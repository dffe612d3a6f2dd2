use crate::chain::{
    AppCallParams, AssetOptInParams, LedgerClient, PaymentParams, TxId, WalletAdapter,
    abi_selector,
};
use crate::config::Config;
use crate::error::{AmountError, DonationError, LedgerError, WalletError};
use crate::feedback::FeedbackBoard;
use crate::models::{Address, MicroAlgos, TokenAmount};
use crate::store::CreditStore;
use chrono::{DateTime, Utc};
use log::{error, info};
use std::sync::{Arc, Mutex};

const DONATE_METHOD: &str = "donate()void";

#[derive(Debug, Clone)]
pub struct DonationReceipt {
    pub txid: TxId,
    pub amount: MicroAlgos,
    /// ANJ the application handed back.
    pub received: TokenAmount,
    pub round: u64,
    pub confirmed_at: DateTime<Utc>,
}

#[derive(Default)]
struct PanelState {
    overlay_open: bool,
    amount_input: String,
    account: Option<Address>,
    processing: bool,
}

/// Clears the processing flag however the action ends.
struct Processing<'a> {
    state: &'a Mutex<PanelState>,
}

impl Drop for Processing<'_> {
    fn drop(&mut self) {
        self.state.lock().unwrap_or_else(|e| e.into_inner()).processing = false;
    }
}

pub struct DonationPanel {
    app_id: u64,
    asset_id: u64,
    confirm_rounds: u64,
    wallet: Arc<dyn WalletAdapter>,
    ledger: Arc<dyn LedgerClient>,
    store: Arc<CreditStore>,
    feedback: Arc<FeedbackBoard>,
    state: Mutex<PanelState>,
}

impl DonationPanel {
    pub fn new(
        config: &Config,
        wallet: Arc<dyn WalletAdapter>,
        ledger: Arc<dyn LedgerClient>,
        store: Arc<CreditStore>,
        feedback: Arc<FeedbackBoard>,
    ) -> Self {
        let panel = Self {
            app_id: config.app_id,
            asset_id: config.asset_id,
            confirm_rounds: config.confirm_rounds,
            wallet,
            ledger,
            store,
            feedback,
            state: Mutex::new(PanelState::default()),
        };
        panel.state().account = panel.wallet.active_address();
        panel
    }

    fn state(&self) -> std::sync::MutexGuard<'_, PanelState> {
        self.state.lock().unwrap_or_else(|e| e.into_inner())
    }

    /// Opens or closes the wallet-selection overlay; returns whether it is open.
    pub fn toggle_wallet_overlay(&self) -> bool {
        let mut state = self.state();
        state.overlay_open = !state.overlay_open;
        state.overlay_open
    }

    pub fn overlay_open(&self) -> bool {
        self.state().overlay_open
    }

    pub async fn connect(&self, address: &Address) -> Result<(), WalletError> {
        let result = self.wallet.connect(address).await;
        if result.is_ok() {
            self.state().overlay_open = false;
        }
        self.resync();
        result
    }

    pub async fn disconnect(&self) {
        self.wallet.disconnect().await;
        self.resync();
    }

    pub fn account(&self) -> Option<Address> {
        self.state().account.clone()
    }

    pub fn set_amount(&self, input: &str) {
        self.state().amount_input = input.trim().to_string();
    }

    /// The typed amount, if it parses.
    pub fn amount(&self) -> Option<MicroAlgos> {
        self.state().amount_input.parse().ok()
    }

    pub fn is_processing(&self) -> bool {
        self.state().processing
    }

    /// Whether the donate button is enabled.
    pub fn can_donate(&self) -> bool {
        self.account().is_some()
            && !self.is_processing()
            && self.amount().is_some_and(|a| !a.is_zero())
    }

    fn begin(&self) -> Result<Processing<'_>, DonationError> {
        let mut state = self.state();
        if state.processing {
            return Err(DonationError::Busy);
        }
        state.processing = true;
        Ok(Processing { state: &self.state })
    }

    /// Re-reads the wallet into the panel and tells listeners to recompute.
    /// Runs after every transaction outcome.
    pub fn resync(&self) {
        let active = self.wallet.active_address();
        {
            let mut state = self.state();
            if state.account != active {
                state.amount_input.clear();
                state.account = active;
            }
        }
        self.store.notify();
    }

    pub async fn opt_in(&self) -> Result<TxId, DonationError> {
        let result = self.try_opt_in().await;
        match &result {
            Ok(txid) => {
                info!("Opt-in confirmed: {}", txid);
                self.feedback.success("Opted in to ANJ.");
            }
            Err(e @ (DonationError::NotConnected | DonationError::Busy)) => {
                self.feedback.error(e.to_string());
            }
            Err(e) => {
                error!("Opt-in error: {}", e);
                self.feedback.error(format!("Opt-in failed: {}", e));
            }
        }
        self.resync();
        result
    }

    async fn try_opt_in(&self) -> Result<TxId, DonationError> {
        let sender = self.wallet.active_address().ok_or(DonationError::NotConnected)?;
        let _processing = self.begin()?;

        let params = self.ledger.suggested_params().await?;
        let txn = self.ledger.build_asset_opt_in(AssetOptInParams {
            sender,
            asset_id: self.asset_id,
            params,
        });
        let signed = self.wallet.sign(&[txn], &[0]).await?;
        let txid = self.ledger.submit_raw(signed).await?;
        self.ledger
            .wait_for_confirmation(&txid, self.confirm_rounds)
            .await?;
        Ok(txid)
    }

    pub async fn donate(&self) -> Result<DonationReceipt, DonationError> {
        let result = self.try_donate().await;
        match &result {
            Ok(receipt) => {
                info!(
                    "Donation {} confirmed in round {} at {}, received {}",
                    receipt.txid,
                    receipt.round,
                    receipt.confirmed_at.format("%H:%M:%S"),
                    receipt.received
                );
                self.feedback
                    .success(format!("Donation of {} successful.", receipt.amount));
                // Input typed while the donation was in flight is kept.
                let mut state = self.state();
                if state.amount_input.parse::<MicroAlgos>().ok() == Some(receipt.amount) {
                    state.amount_input.clear();
                }
            }
            Err(
                e @ (DonationError::NotConnected
                | DonationError::InvalidAmount
                | DonationError::Busy),
            ) => {
                self.feedback.error(e.to_string());
            }
            Err(e) => {
                error!("Donation error: {}", e);
                self.feedback.error(format!("Donation failed: {}", e));
            }
        }
        self.resync();
        result
    }

    async fn try_donate(&self) -> Result<DonationReceipt, DonationError> {
        let sender = self.wallet.active_address().ok_or(DonationError::NotConnected)?;
        let amount = self
            .amount()
            .filter(|a| !a.is_zero())
            .ok_or(DonationError::InvalidAmount)?;
        let _processing = self.begin()?;

        let params = self.ledger.suggested_params().await?;
        let payment = self.ledger.build_payment(PaymentParams {
            sender: sender.clone(),
            receiver: Address::for_application(self.app_id),
            amount,
            params: params.clone(),
        });
        let call = self.ledger.build_app_call(AppCallParams {
            sender: sender.clone(),
            app_id: self.app_id,
            args: vec![abi_selector(DONATE_METHOD).to_vec()],
            foreign_assets: vec![self.asset_id],
            params,
        });

        // Payment and app call succeed or fail together.
        let mut group = vec![payment, call];
        self.ledger.assign_group(&mut group)?;
        let call_id = group[1].id().map_err(LedgerError::from)?;
        let signed = self.wallet.sign(&group, &[0, 1]).await?;
        let txid = self.ledger.submit_raw(signed).await?;
        // The token hand-back is an inner transfer of the app call.
        let confirmation = self
            .ledger
            .wait_for_confirmation(&call_id, self.confirm_rounds)
            .await?;

        let received = confirmation
            .asset_received(&sender, self.asset_id)
            .and_then(TokenAmount::checked_whole)
            .ok_or_else(|| AmountError::Overflow("ANJ received".to_string()))?;
        self.store.record_donation(&sender, received)?;
        Ok(DonationReceipt {
            txid,
            amount,
            received,
            round: confirmation.round,
            confirmed_at: confirmation.confirmed_at,
        })
    }

    pub fn render(&self) -> String {
        let state = self.state();
        let mut out = String::from("Welcome to the Onjoli Dan\nDonate ALGO to participate in the festival and receive ANJ tokens.\n");
        match &state.account {
            None => out.push_str("  [Connect Wallet (Testnet)]\n"),
            Some(address) => {
                out.push_str(&format!("  Connected: {}\n", address.short()));
                let amount = state.amount_input.parse::<MicroAlgos>().ok().filter(|a| !a.is_zero());
                out.push_str(&format!(
                    "  Amount: {}\n",
                    if state.amount_input.is_empty() { "(empty)" } else { state.amount_input.as_str() }
                ));
                out.push_str("  [Opt-In to ANJ]  ");
                match (state.processing, amount) {
                    (true, _) => out.push_str("[Processing...]\n"),
                    (false, Some(a)) => out.push_str(&format!("[Donate {}]\n", a)),
                    (false, None) => out.push_str("[Donate] (disabled)\n"),
                }
            }
        }
        if state.overlay_open {
            out.push_str("  Select a wallet account (connect <n>):\n");
            for (i, account) in self.wallet.accounts().iter().enumerate() {
                out.push_str(&format!("    {}. {}\n", i + 1, account));
            }
        }
        out
    }
}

### WORK ORDER
What you give back must match the material exactly, beginning with its first line and ending with the line holding "use crate::store::CreditStore;".

### TASK RESULT
repository dffe612d3a6f2dd2
use crate::chain::{
    AppCallParams, AssetOptInParams, LedgerClient, PaymentParams, TxId, WalletAdapter,
    abi_selector,
};
use crate::config::Config;
use crate::error::{AmountError, DonationError, LedgerError, WalletError};
use crate::feedback::FeedbackBoard;
use crate::models::{Address, MicroAlgos, TokenAmount};
use crate::store::CreditStore;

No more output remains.